Here we report on our current efforts to simultaneously quantify both morphological and biochemical tissue information by combining optical coherence tomography (OCT) and fluorescence lifetime imaging (FLIM). The Fourier domain OCT module is built around a custom designed high-speed spectrometer (bandwidth of 102 nm, 3 dB rolloff of 1.2 mm, lines rates of up to 59 kHz). A 40 nm bandwidth SLED centered at 830 nm provided an axial resolution of 7.6 mm for OCT. The objective lens provided 10 um lateral resolution for OCT and 100 um for FLIM. Lateral OCT and FLIM beam scanning was accomplished using a set of galvo mirrors. The FLIM module excites and collects the fluorescence decay signal pixel by pixel coincident with OCT A-line collection.

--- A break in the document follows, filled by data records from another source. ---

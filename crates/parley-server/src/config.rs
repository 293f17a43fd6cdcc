//! Server configuration loaded from environment variables.
//!
//! All settings have sensible defaults so the server can start with zero
//! configuration for local development.

use std::net::SocketAddr;
use std::path::PathBuf;
use std::str::FromStr;
use std::time::Duration;

use parley_shared::constants::{APP_NAME, MAX_FEDERATION_BODY};

/// Server configuration.
#[derive(Debug, Clone)]
pub struct ServerConfig {
    /// Socket address for the HTTP (axum) server.
    /// Env: `HTTP_ADDR`
    /// Default: `0.0.0.0:8080`
    pub http_addr: SocketAddr,

    /// Public domain of this instance (host, optionally with port). Used as
    /// token issuer and expected audience.
    /// Env: `FEDERATION_DOMAIN`
    /// Default: `localhost:8080`
    pub domain: String,

    /// Human-readable name advertised to peers.
    /// Env: `INSTANCE_NAME`
    /// Default: `"Parley Node"`
    pub instance_name: String,

    /// Env: `DATABASE_PATH`
    /// Default: `./parley.db`
    pub database_path: PathBuf,

    /// Directory holding stored files (avatars, banners).
    /// Env: `FILE_STORAGE_PATH`
    /// Default: `./files`
    pub file_storage_path: PathBuf,

    /// Maximum stored file size in bytes, including downloads from peers.
    /// Env: `MAX_FILE_SIZE`
    /// Default: 10 MiB
    pub max_file_size: usize,

    /// Admin API bearer token. Required to access /admin/* endpoints.
    /// Env: `ADMIN_TOKEN`
    /// Default: empty (admin API disabled).
    pub admin_token: Option<String>,

    /// Maximum accepted body on federation endpoints.
    /// Env: `FEDERATION_BODY_LIMIT`
    pub body_limit: usize,

    /// Total timeout of every outbound call to a peer.
    /// Env: `HTTP_TIMEOUT_SECS`
    pub http_timeout: Duration,

    /// Env: `HTTP_CONNECT_TIMEOUT_SECS`
    pub http_connect_timeout: Duration,

    /// Minimum time between two profile syncs of one shadow user.
    /// Env: `PROFILE_SYNC_DEBOUNCE_SECS`
    pub profile_sync_debounce: Duration,

    /// Delay before the single retry of an accept notice.
    /// Env: `ACCEPT_RETRY_DELAY_SECS`
    pub accept_retry_delay: Duration,

    /// Skip the private-address check on outbound downloads. Development
    /// and tests only.
    /// Env: `ALLOW_PRIVATE_FETCH` (true/false)
    pub allow_private_fetch: bool,
}

impl Default for ServerConfig {
    fn default() -> Self {
        Self {
            http_addr: ([0, 0, 0, 0], 8080).into(),
            domain: "localhost:8080".to_string(),
            instance_name: format!("{APP_NAME} Node"),
            database_path: PathBuf::from("./parley.db"),
            file_storage_path: PathBuf::from("./files"),
            max_file_size: 10 * 1024 * 1024, // 10 MiB
            admin_token: None,
            body_limit: MAX_FEDERATION_BODY,
            http_timeout: Duration::from_secs(10),
            http_connect_timeout: Duration::from_secs(5),
            profile_sync_debounce: Duration::from_secs(5 * 60),
            accept_retry_delay: Duration::from_secs(5),
            allow_private_fetch: false,
        }
    }
}

impl ServerConfig {
    /// Load configuration from environment variables, falling back to defaults.
    pub fn from_env() -> Self {
        Self::from_lookup(|key| std::env::var(key).ok())
    }

    /// Build a configuration from an arbitrary key lookup.
    pub fn from_lookup<F>(lookup: F) -> Self
    where
        F: Fn(&str) -> Option<String>,
    {
        let mut config = Self::default();

        parse_into(&lookup, "HTTP_ADDR", &mut config.http_addr);

        if let Some(domain) = lookup("FEDERATION_DOMAIN") {
            let domain = domain.trim().trim_end_matches('/').to_string();
            if domain.is_empty() || domain.contains('/') {
                tracing::warn!(value = %domain, "Invalid FEDERATION_DOMAIN, using default");
            } else {
                config.domain = domain;
            }
        }

        if let Some(name) = lookup("INSTANCE_NAME") {
            config.instance_name = name;
        }

        if let Some(path) = lookup("DATABASE_PATH") {
            config.database_path = PathBuf::from(path);
        }

        if let Some(path) = lookup("FILE_STORAGE_PATH") {
            config.file_storage_path = PathBuf::from(path);
        }

        parse_into(&lookup, "MAX_FILE_SIZE", &mut config.max_file_size);

        if let Some(token) = lookup("ADMIN_TOKEN") {
            if !token.is_empty() {
                config.admin_token = Some(token);
            }
        }

        parse_into(&lookup, "FEDERATION_BODY_LIMIT", &mut config.body_limit);
        parse_secs_into(&lookup, "HTTP_TIMEOUT_SECS", &mut config.http_timeout);
        parse_secs_into(
            &lookup,
            "HTTP_CONNECT_TIMEOUT_SECS",
            &mut config.http_connect_timeout,
        );
        parse_secs_into(
            &lookup,
            "PROFILE_SYNC_DEBOUNCE_SECS",
            &mut config.profile_sync_debounce,
        );
        parse_secs_into(
            &lookup,
            "ACCEPT_RETRY_DELAY_SECS",
            &mut config.accept_retry_delay,
        );

        if let Some(val) = lookup("ALLOW_PRIVATE_FETCH") {
            config.allow_private_fetch = val == "true" || val == "1";
        }

        // RUST_LOG is handled directly by tracing-subscriber's EnvFilter,
        // so we do not store it here.

        config
    }
}

fn parse_into<F, T>(lookup: &F, key: &str, slot: &mut T)
where
    F: Fn(&str) -> Option<String>,
    T: FromStr,
{
    if let Some(raw) = lookup(key) {
        match raw.trim().parse::<T>() {
            Ok(value) => *slot = value,
            Err(_) => tracing::warn!(key, value = %raw, "Invalid value, using default"),
        }
    }
}

fn parse_secs_into<F>(lookup: &F, key: &str, slot: &mut Duration)
where
    F: Fn(&str) -> Option<String>,
{
    let mut secs = slot.as_secs();
    parse_into(lookup, key, &mut secs);
    *slot = Duration::from_secs(secs);
}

Each 2-D FLIM image has a corresponding coregistered OCT volume. Fluorescence excitation for FLIM was provided by a solid-state pulse laser (355 nm, 1 ns FWHM, 50 kHz rep rate). The fluorescence signal was detected with a MCP-PMT coupled to a 1.5 GHz digitizer (250 ps temporal resolutions). In addition, simultaneous multispectral time-resolved fluorescence detection was achieved by separating the fluorescence emission in three bands using a series of dichroic mirrors and bandpass filters, and launching each band into three fibers of different lengths (providing a time delay of 50 ns among bands) focused onto the MCP-PMT. The resulting OCT/FLIM system is capable of a maximum A-line rate of 59 kHz for OCT and a maximum pixel rate of at least 30 kHz for FLIM. The multimodality OCT/FLIM imaging system was validated on biological tissue. Future efforts include evaluating its potential for oral cancer diagnosis and intravascular imaging.